Mitochondrial membrane potential was measured based on a previous protocol (44), and the fluorescent dye tetramethylrhodamine methyl ester (TMRM, Invitrogen) was used because it accumulates in mitochondria based on Δψ_m. Neurons were plated on 35 mm glass-bottomed dishes. They were washed three times with 5 mM K⁺, 2 mM Ca²⁺ Tyrodes solution, then incubated with 10 nM TMRM in 2 ml Tyrodes solution for 45 min at room temperature in the dark. Live-cell imaging was performed using a Zeiss Axiovert 200M microscope equipped with an incubation chamber, using an EC Plan-Neofluar 40×/1.30 Oil DIC objective.
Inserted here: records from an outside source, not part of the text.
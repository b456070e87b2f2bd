use std::sync::atomic::{AtomicU32, Ordering};
use std::sync::{Arc, Mutex};
use std::time::Duration;

use kestrel_hrt::{now_us, HrtWorkQueue, WorkHandle, WorkMgr};

fn framework_pair() -> (Arc<HrtWorkQueue>, Arc<WorkMgr>) {
    let queue = HrtWorkQueue::start().expect("dispatcher start");
    let work_mgr = Arc::new(WorkMgr::new(Arc::clone(&queue)));
    (queue, work_mgr)
}

#[test]
fn one_shot_item_fires_once() {
    let (queue, work_mgr) = framework_pair();
    let fires = Arc::new(AtomicU32::new(0));

    let counter = Arc::clone(&fires);
    let handle = work_mgr.create(
        20_000,
        Box::new(move |_| {
            counter.fetch_add(1, Ordering::SeqCst);
        }),
    );
    assert!(work_mgr.schedule(handle));

    std::thread::sleep(Duration::from_millis(200));
    assert_eq!(fires.load(Ordering::SeqCst), 1, "no reschedule, no repeat");

    queue.shutdown();
    queue.join();
}

#[test]
fn rescheduling_callback_fires_periodically() {
    let (queue, work_mgr) = framework_pair();
    let fires = Arc::new(AtomicU32::new(0));

    let counter = Arc::clone(&fires);
    let rescheduler = Arc::clone(&work_mgr);
    let mut handle = work_mgr.create(
        10_000,
        Box::new(move |wh: WorkHandle| {
            counter.fetch_add(1, Ordering::SeqCst);
            rescheduler.schedule(wh);
        }),
    );
    assert!(work_mgr.schedule(handle));

    std::thread::sleep(Duration::from_secs(1));
    let stats = work_mgr.stats(handle).expect("item still live");
    work_mgr.destroy(&mut handle);

    let count = fires.load(Ordering::SeqCst);
    assert!(
        (85..=115).contains(&count),
        "expected ~100 fires at 10ms over 1s, got {count}"
    );

    // Pacing counters describe inter-fire spacing around the 10ms target.
    let avg = stats.avg().expect("fires recorded");
    assert!(
        (8_000..=14_000).contains(&avg),
        "average spacing {avg}us off a 10ms cadence"
    );
    assert!(stats.min >= 8_000, "min spacing {}us", stats.min);

    queue.shutdown();
    queue.join();
}

#[test]
fn destroy_dequeues_a_pending_item() {
    let (queue, work_mgr) = framework_pair();
    let fires = Arc::new(AtomicU32::new(0));

    let counter = Arc::clone(&fires);
    let mut handle = work_mgr.create(
        50_000,
        Box::new(move |_| {
            counter.fetch_add(1, Ordering::SeqCst);
        }),
    );
    assert!(work_mgr.schedule(handle));
    work_mgr.destroy(&mut handle);
    assert_eq!(handle, WorkHandle::NONE);

    std::thread::sleep(Duration::from_millis(150));
    assert_eq!(fires.load(Ordering::SeqCst), 0, "destroyed item must not fire");

    queue.shutdown();
    queue.join();
}

#[test]
fn clear_all_drops_pending_entries_without_touching_items() {
    let (queue, work_mgr) = framework_pair();
    let fires = Arc::new(AtomicU32::new(0));

    let counter = Arc::clone(&fires);
    let handle = work_mgr.create(
        30_000,
        Box::new(move |_| {
            counter.fetch_add(1, Ordering::SeqCst);
        }),
    );
    assert!(work_mgr.schedule(handle));
    queue.clear_all();

    std::thread::sleep(Duration::from_millis(100));
    assert_eq!(fires.load(Ordering::SeqCst), 0);

    // The item itself survived and can be scheduled again.
    assert!(work_mgr.schedule(handle));
    std::thread::sleep(Duration::from_millis(100));
    assert_eq!(fires.load(Ordering::SeqCst), 1);

    queue.shutdown();
    queue.join();
}

#[test]
fn shutdown_leaves_pending_items_unexecuted() {
    let (queue, work_mgr) = framework_pair();
    let fires = Arc::new(AtomicU32::new(0));

    let counter = Arc::clone(&fires);
    let handle = work_mgr.create(
        40_000,
        Box::new(move |_| {
            counter.fetch_add(1, Ordering::SeqCst);
        }),
    );
    assert!(work_mgr.schedule(handle));

    queue.shutdown();
    queue.join();
    std::thread::sleep(Duration::from_millis(100));
    assert_eq!(fires.load(Ordering::SeqCst), 0);

    // Scheduling after shutdown enqueues but nothing dispatches.
    assert!(work_mgr.schedule(handle));
    std::thread::sleep(Duration::from_millis(100));
    assert_eq!(fires.load(Ordering::SeqCst), 0);
}

#[test]
fn two_items_share_the_dispatcher_fairly() {
    let (queue, work_mgr) = framework_pair();
    let fast_times = Arc::new(Mutex::new(Vec::new()));
    let slow_fires = Arc::new(AtomicU32::new(0));

    let times = Arc::clone(&fast_times);
    let fast_mgr = Arc::clone(&work_mgr);
    let mut fast = work_mgr.create(
        10_000,
        Box::new(move |wh| {
            times.lock().unwrap().push(now_us());
            fast_mgr.schedule(wh);
        }),
    );

    let slow_counter = Arc::clone(&slow_fires);
    let slow_mgr = Arc::clone(&work_mgr);
    let mut slow = work_mgr.create(
        30_000,
        Box::new(move |wh| {
            slow_counter.fetch_add(1, Ordering::SeqCst);
            slow_mgr.schedule(wh);
        }),
    );

    assert!(work_mgr.schedule(fast));
    assert!(work_mgr.schedule(slow));
    std::thread::sleep(Duration::from_millis(1_500));
    work_mgr.destroy(&mut fast);
    work_mgr.destroy(&mut slow);

    let fast_count = fast_times.lock().unwrap().len() as u32;
    let slow_count = slow_fires.load(Ordering::SeqCst);
    assert!(
        (120..=180).contains(&fast_count),
        "fast item fired {fast_count} times over 1.5s"
    );
    assert!(
        (35..=65).contains(&slow_count),
        "slow item fired {slow_count} times over 1.5s"
    );

    // Neither item starved the other: inter-fire gaps on the fast item stay
    // bounded even while the slow item shares the thread.
    let times = fast_times.lock().unwrap();
    let max_gap = times
        .windows(2)
        .map(|pair| pair[1] - pair[0])
        .max()
        .expect("at least two fires");
    assert!(max_gap < 40_000, "max inter-fire gap {max_gap}us");

    queue.shutdown();
    queue.join();
}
Cells were kept at 37°C with 5% CO₂ while imaging. Microscope settings were optimized using control cells, and these same settings were used for all other groups. Randomly selected fields were imaged every 20 s for a total of 600 s. The mitochondrial uncoupler FCCP was added to the media after 300 s to a final concentration of 1 µM. Time series were analyzed in MetaMorph, and at least 20 regions of interest (ROIs) were traced around mitochondrial structures for each cell, along with adjacent background regions. The pixel intensity for each region was determined, followed by background subtraction. Changes in fluorescence were calculated with the formula ΔF = (F − F₀)/F₀ × 100, where F is the fluorescence intensity at any time point, and F₀ is the initial fluorescence.